Problem details => Take the data from its first line. Print each line exactly until the line containing "upstream tour id" has been printed too.

⟨

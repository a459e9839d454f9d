//! Tour Model
//!
//! 巡回配送行：由订单快照惰性创建，聚合统计从订单推导。

use chrono::{DateTime, Utc};
use serde::{Deserialize, Serialize};

use super::{ModificationState, Order};

pub const TOUR_STATUS_WAITING: &str = "WAITING";
pub const TOUR_STATUS_ONGOING: &str = "ONGOING";
pub const TOUR_STATUS_COMPLETED: &str = "COMPLETED";
pub const TOUR_STATUS_CANCELLED: &str = "CANCELLED";

/// Components parsed out of a full upstream tour id
/// (`<timestamp>*<plan id>*tour-<n>`).
#[derive(Debug, Clone, PartialEq, Eq)]
pub struct ParsedTourId {
    pub tour_date: String,
    pub plan_id: String,
    pub tour_name: String,
    pub tour_number: i32,
}

/// Tour row matching the SurrealDB `tour` table.
#[derive(Debug, Clone, Serialize, Deserialize)]
pub struct Tour {
    pub tour_id: String,
    pub tour_date: String,
    pub tour_plan_id: String,
    pub tour_name: String,
    pub tour_number: i32,

    // Fleet metadata (shared with the orders of this tour)
    pub rider_name: Option<String>,
    pub rider_id: Option<String>,
    pub rider_phone: Option<String>,
    pub vehicle_registration: Option<String>,
    pub vehicle_id: Option<String>,
    pub tour_start_time: Option<DateTime<Utc>>,
    pub tour_end_time: Option<DateTime<Utc>>,

    // Aggregates recomputed from the tour's orders
    #[serde(default)]
    pub total_orders: i64,
    #[serde(default)]
    pub completed_orders: i64,
    #[serde(default)]
    pub cancelled_orders: i64,
    #[serde(default)]
    pub pending_orders: i64,
    #[serde(default = "default_tour_status")]
    pub tour_status: String,
    pub cancellation_reason: Option<String>,

    #[serde(default)]
    pub delivery_cities: Vec<String>,
    #[serde(default)]
    pub delivery_areas: Vec<String>,

    #[serde(flatten)]
    pub modification: ModificationState,

    pub created_at: DateTime<Utc>,
    pub updated_at: DateTime<Utc>,
}

fn default_tour_status() -> String {
    TOUR_STATUS_WAITING.to_string()
}

impl Tour {
    /// Build a fresh tour row from a parsed tour id.
    pub fn from_parsed(tour_id: impl Into<String>, parsed: ParsedTourId) -> Self {
        let now = Utc::now();
        Self {
            tour_id: tour_id.into(),
            tour_date: parsed.tour_date,
            tour_plan_id: parsed.plan_id,
            tour_name: parsed.tour_name,
            tour_number: parsed.tour_number,
            rider_name: None,
            rider_id: None,
            rider_phone: None,
            vehicle_registration: None,
            vehicle_id: None,
            tour_start_time: None,
            tour_end_time: None,
            total_orders: 0,
            completed_orders: 0,
            cancelled_orders: 0,
            pending_orders: 0,
            tour_status: default_tour_status(),
            cancellation_reason: None,
            delivery_cities: Vec::new(),
            delivery_areas: Vec::new(),
            modification: ModificationState::default(),
            created_at: now,
            updated_at: now,
        }
    }

    /// Recompute aggregate counts, tour status and delivery summaries from
    /// the tour's orders.
    ///
    /// Status derivation: all cancelled → CANCELLED; all completed or
    /// cancelled → COMPLETED; all waiting (or no orders) → WAITING;
    /// anything mixed → ONGOING.
    pub fn recompute_statistics(&mut self, orders: &[Order]) {
        self.total_orders = orders.len() as i64;
        self.completed_orders = orders
            .iter()
            .filter(|o| o.order_status == "COMPLETED")
            .count() as i64;
        self.cancelled_orders = orders
            .iter()
            .filter(|o| o.order_status == "CANCELLED")
            .count() as i64;
        self.pending_orders = self.total_orders - self.completed_orders - self.cancelled_orders;

        let waiting = orders
            .iter()
            .filter(|o| o.order_status == "WAITING")
            .count() as i64;

        self.tour_status = if self.total_orders == 0 || waiting == self.total_orders {
            TOUR_STATUS_WAITING
        } else if self.cancelled_orders == self.total_orders {
            TOUR_STATUS_CANCELLED
        } else if self.completed_orders + self.cancelled_orders == self.total_orders {
            TOUR_STATUS_COMPLETED
        } else {
            TOUR_STATUS_ONGOING
        }
        .to_string();

        let mut cities: Vec<String> = orders
            .iter()
            .filter_map(|o| o.location_city.clone())
            .collect();
        cities.sort();
        cities.dedup();
        self.delivery_cities = cities;

        let mut areas: Vec<String> = orders
            .iter()
            .filter_map(|o| o.location_name.clone())
            .collect();
        areas.sort();
        areas.dedup();
        self.delivery_areas = areas;

        // Borrow rider/vehicle from the first order when the tour row has none
        if self.rider_name.is_none() {
            self.rider_name = orders.iter().find_map(|o| o.rider_name.clone());
        }
        if self.vehicle_registration.is_none() {
            self.vehicle_registration = orders.iter().find_map(|o| o.vehicle_registration.clone());
        }
    }

    /// Parse a full tour id like
    /// `2024-09-23-21-15-02*a80a216bd3f74818*tour-79`.
    ///
    /// Returns `None` when the id does not have the three `*`-separated
    /// parts. A `tour-` name with a non-numeric suffix parses with number 0,
    /// matching upstream ids that were renamed by dispatchers.
    pub fn parse_tour_id(tour_id: &str) -> Option<ParsedTourId> {
        let mut parts = tour_id.split('*');
        let tour_date = parts.next()?;
        let plan_id = parts.next()?;
        let tour_name = parts.next()?;
        if parts.next().is_some() || tour_date.is_empty() {
            return None;
        }

        let tour_number = tour_name
            .strip_prefix("tour-")
            .and_then(|n| n.parse().ok())
            .unwrap_or(0);

        Some(ParsedTourId {
            tour_date: tour_date.to_string(),
            plan_id: plan_id.to_string(),
            tour_name: tour_name.to_string(),
            tour_number,
        })
    }
}

#[cfg(test)]
mod tests {
    use super::*;

    #[test]
    fn parses_full_tour_id() {
        let parsed =
            Tour::parse_tour_id("2024-09-23-21-15-02*a80a216bd3f74818a5eab97046270932*tour-79")
                .unwrap();
        assert_eq!(parsed.tour_date, "2024-09-23-21-15-02");
        assert_eq!(parsed.plan_id, "a80a216bd3f74818a5eab97046270932");
        assert_eq!(parsed.tour_name, "tour-79");
        assert_eq!(parsed.tour_number, 79);
    }

    #[test]
    fn non_numeric_tour_name_gets_number_zero() {
        let parsed = Tour::parse_tour_id("2024-09-23-21-15-02*plan*morning-run").unwrap();
        assert_eq!(parsed.tour_name, "morning-run");
        assert_eq!(parsed.tour_number, 0);
    }

    #[test]
    fn rejects_malformed_ids() {
        assert!(Tour::parse_tour_id("").is_none());
        assert!(Tour::parse_tour_id("no-separators").is_none());
        assert!(Tour::parse_tour_id("a*b").is_none());
        assert!(Tour::parse_tour_id("a*b*c*d").is_none());
    }
}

⟩

Answer to this problem =>
repository a459e9839d454f9d
//! Tour Model
//!
//! 巡回配送行：由订单快照惰性创建，聚合统计从订单推导。

use chrono::{DateTime, Utc};
use serde::{Deserialize, Serialize};

use super::{ModificationState, Order};

pub const TOUR_STATUS_WAITING: &str = "WAITING";
pub const TOUR_STATUS_ONGOING: &str = "ONGOING";
pub const TOUR_STATUS_COMPLETED: &str = "COMPLETED";
pub const TOUR_STATUS_CANCELLED: &str = "CANCELLED";

/// Components parsed out of a full upstream tour id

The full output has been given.